As indicated above, side-entry irradiation of target species in multiple channels
can be effected through a transparent portion of a sidewall of each channel in
a multichannel array. According to various embodiments, light can pass through
the transparent portions in the array in a sequential manner. A coherent light
source can be positioned to direct a beam of coherent light along the transparent
path. A coherent light source can produce light waves traveling together in phase.
The light can have, for example, a wavelength of from about 200 nm to about 1,500
nm. The coherent light source can be a laser. For example, an argon ion laser operating
simultaneously at one or more visible lines can be used for excitation, although
other light sources and wavelengths can be used. Exemplary excitation wavelengths
include 488 nm and 514 nm. A pure output laser, for example, a laser emitting light
of a single wavelength, can be a useful light source. Alternatively, the wavelength
of the laser can be chosen or manipulated by use of an interference filter, a glass
prism, or another filtering device as known to those skilled in the art of optics.
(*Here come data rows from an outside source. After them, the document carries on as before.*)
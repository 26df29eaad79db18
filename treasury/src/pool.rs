//! Treasury account bookkeeping
//!
//! Mirrors the treasury account's token balance with a complete audit trail:
//! every penalty share received and every withdrawal (e.g. vesting releases)
//! is recorded with the resulting balance.

use serde::{Deserialize, Serialize};
use stake_core::{Address, Amount, StakeId, Timestamp};

use crate::error::{Result, TreasuryError};
use crate::vesting::VestingSchedule;

/// Origin of funds entering the treasury
#[derive(Debug, Clone, Serialize, Deserialize, PartialEq, Eq)]
pub enum TreasurySource {
    /// Treasury's share of an unstake penalty
    PenaltyShare { stake_id: StakeId },
    /// Direct allocation (team, marketing, liquidity)
    Allocation { from: Address },
}

#[derive(Debug, Clone, Serialize, Deserialize, PartialEq, Eq)]
pub enum TreasuryTransaction {
    Deposit {
        source: TreasurySource,
        amount: Amount,
        timestamp: Timestamp,
        balance_after: Amount,
    },
    Withdrawal {
        recipient: Address,
        amount: Amount,
        reason: String,
        timestamp: Timestamp,
        balance_after: Amount,
    },
}

#[derive(Debug, Clone, Serialize, Deserialize, PartialEq, Eq)]
pub struct TreasuryStats {
    pub balance: Amount,
    pub total_received: Amount,
    pub total_from_penalties: Amount,
    pub total_withdrawn: Amount,
    pub transaction_count: usize,
}

#[derive(Debug, Clone, Serialize, Deserialize)]
pub struct TreasuryPool {
    account: Address,
    balance: Amount,
    total_received: Amount,
    total_from_penalties: Amount,
    total_withdrawn: Amount,
    transactions: Vec<TreasuryTransaction>,
}

impl TreasuryPool {
    pub fn new(account: impl Into<Address>) -> Self {
        Self {
            account: account.into(),
            balance: Amount::ZERO,
            total_received: Amount::ZERO,
            total_from_penalties: Amount::ZERO,
            total_withdrawn: Amount::ZERO,
            transactions: Vec::new(),
        }
    }

    pub fn account(&self) -> &str {
        &self.account
    }

    pub fn balance(&self) -> Amount {
        self.balance
    }

    pub fn transactions(&self) -> &[TreasuryTransaction] {
        &self.transactions
    }

    pub fn deposit(
        &mut self,
        source: TreasurySource,
        amount: Amount,
        timestamp: Timestamp,
    ) -> Result<()> {
        if amount.is_zero() {
            return Err(TreasuryError::InvalidAmount(
                "Deposit amount must be positive".to_string(),
            ));
        }

        let balance = self.balance.checked_add(amount)?;
        let total_received = self.total_received.checked_add(amount)?;
        let total_from_penalties = match source {
            TreasurySource::PenaltyShare { .. } => self.total_from_penalties.checked_add(amount)?,
            TreasurySource::Allocation { .. } => self.total_from_penalties,
        };

        self.balance = balance;
        self.total_received = total_received;
        self.total_from_penalties = total_from_penalties;
        self.transactions.push(TreasuryTransaction::Deposit {
            source,
            amount,
            timestamp,
            balance_after: balance,
        });

        log::debug!("Treasury {} received {} (balance {})", self.account, amount, balance);
        Ok(())
    }

    pub fn withdraw(
        &mut self,
        recipient: impl Into<Address>,
        amount: Amount,
        reason: impl Into<String>,
        timestamp: Timestamp,
    ) -> Result<()> {
        if amount > self.balance {
            return Err(TreasuryError::InsufficientBalance {
                account: self.account.clone(),
                requested: amount,
                available: self.balance,
            });
        }

        let balance = self.balance.checked_sub(amount)?;
        self.total_withdrawn = self.total_withdrawn.checked_add(amount)?;
        self.balance = balance;
        self.transactions.push(TreasuryTransaction::Withdrawal {
            recipient: recipient.into(),
            amount,
            reason: reason.into(),
            timestamp,
            balance_after: balance,
        });
        Ok(())
    }

    /// Release whatever `schedule` has vested to its beneficiary
    pub fn release_vested(
        &mut self,
        schedule: &mut VestingSchedule,
        timestamp: Timestamp,
    ) -> Result<Amount> {
        let amount = schedule.releasable(timestamp)?;
        if amount > self.balance {
            return Err(TreasuryError::InsufficientBalance {
                account: self.account.clone(),
                requested: amount,
                available: self.balance,
            });
        }

        let released = schedule.release(timestamp)?;
        let reason = format!("vesting release for {}", schedule.beneficiary());
        self.withdraw(schedule.beneficiary().to_string(), released, reason, timestamp)?;
        Ok(released)
    }

    /// Copy of the balances with an empty audit trail, for staged updates
    pub fn staged(&self) -> Self {
        Self {
            account: self.account.clone(),
            balance: self.balance,
            total_received: self.total_received,
            total_from_penalties: self.total_from_penalties,
            total_withdrawn: self.total_withdrawn,
            transactions: Vec::new(),
        }
    }

    /// Adopt the balances of a staged copy and append the entries it recorded
    pub fn commit(&mut self, staged: TreasuryPool) {
        let TreasuryPool {
            account,
            balance,
            total_received,
            total_from_penalties,
            total_withdrawn,
            transactions,
        } = staged;
        self.account = account;
        self.balance = balance;
        self.total_received = total_received;
        self.total_from_penalties = total_from_penalties;
        self.total_withdrawn = total_withdrawn;
        self.transactions.extend(transactions);
    }

    pub fn stats(&self) -> TreasuryStats {
        TreasuryStats {
            balance: self.balance,
            total_received: self.total_received,
            total_from_penalties: self.total_from_penalties,
            total_withdrawn: self.total_withdrawn,
            transaction_count: self.transactions.len(),
        }
    }
}

#[cfg(test)]
mod tests {
    use super::*;

    #[test]
    fn test_deposit_and_withdraw() {
        let mut pool = TreasuryPool::new("treasury");
        pool.deposit(
            TreasurySource::PenaltyShare { stake_id: StakeId(1) },
            Amount::from(100u64),
            10,
        )
        .unwrap();
        pool.withdraw("dev", Amount::from(30u64), "grant", 20).unwrap();

        let stats = pool.stats();
        assert_eq!(stats.balance, Amount::from(70u64));
        assert_eq!(stats.total_from_penalties, Amount::from(100u64));
        assert_eq!(stats.total_withdrawn, Amount::from(30u64));
        assert_eq!(stats.transaction_count, 2);
    }

    #[test]
    fn test_overdraw_rejected() {
        let mut pool = TreasuryPool::new("treasury");
        let err = pool.withdraw("dev", Amount::ONE, "grant", 0).unwrap_err();
        assert!(matches!(err, TreasuryError::InsufficientBalance { .. }));
        assert!(pool.transactions().is_empty());
    }

    #[test]
    fn test_staged_commit_appends_only_new_entries() {
        let mut pool = TreasuryPool::new("treasury");
        pool.deposit(
            TreasurySource::PenaltyShare { stake_id: StakeId(1) },
            Amount::from(100u64),
            10,
        )
        .unwrap();

        let mut staged = pool.staged();
        assert!(staged.transactions().is_empty());
        assert_eq!(staged.balance(), Amount::from(100u64));
        staged.withdraw("dev", Amount::from(40u64), "grant", 20).unwrap();

        pool.commit(staged);
        assert_eq!(pool.balance(), Amount::from(60u64));
        assert_eq!(pool.transactions().len(), 2);
        assert!(matches!(
            pool.transactions()[1],
            TreasuryTransaction::Withdrawal { timestamp: 20, .. }
        ));
        assert_eq!(pool.stats().total_withdrawn, Amount::from(40u64));
    }

    #[test]
    fn test_zero_deposit_rejected() {
        let mut pool = TreasuryPool::new("treasury");
        let source = TreasurySource::Allocation {
            from: "team".to_string(),
        };
        assert!(pool.deposit(source, Amount::ZERO, 0).is_err());
    }
}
According to various embodiments, other devices can be used in addition
to or instead of a substrate including separation channels. Devices can include,
for example, a capillary array and sample retaining units. The sample retaining
units can be a plurality of wells or vials. The sample retaining units can include
a plurality of wells or vials. The sample retaining units can be affixed to a substrate
or can be molded such that the substrate and the sample retaining units are a monolithic
structure. For example, the substrate and the sample retaining units can be similar
in form and shape to a standard 96-well reaction plate, available from Applied
Biosystems, Foster City, Calif. The sample retaining units can be a plurality of
individual vials that are placed in a substrate. The sample retaining units can
be an array of wells, such as a 96-well reaction plate, for example, that is placed
in a substrate.
According to various embodiments, a solid state laser can be used as a
light source. Lasers produce monochromatic, coherent, directional light, providing
a narrow wavelength of excitation energy. Solid state lasers use a lasing material
which is distributed in a solid matrix, as opposed to using a gas, dye, or semiconductor,
lasing source material. Examples of solid state lasing material include Ruby (694
nm), Nd:Yag (1064 nm), Nd:YVO
4 (1064 nm or 1340 nm, or doubled to emit
at 532 nm or 670 nm), Alexandrite (655-815 nm), and Ti:Sapphire (840-1100 nm).
Other solid state lasers known to those skilled in the art, including laser diodes,
can also be used. The appropriate lasing material can be selected based on the
desired wavelength. The laser can be selected to closely match the excitation wavelength
of a fluorescent material in a sample in one or more channels. The operating temperature
of the system also can be considered in selecting a laser because the emitted wavelength
of a laser can be affected by the temperature, as known to those of ordinary skill
in the art. The light source for the laser can be any source as known to those
skilled in the art, for example, a flash lamp. Useful information about various
solid state lasers can be obtained, for example, from www.repairfaq.org/sam/lasersl.htm.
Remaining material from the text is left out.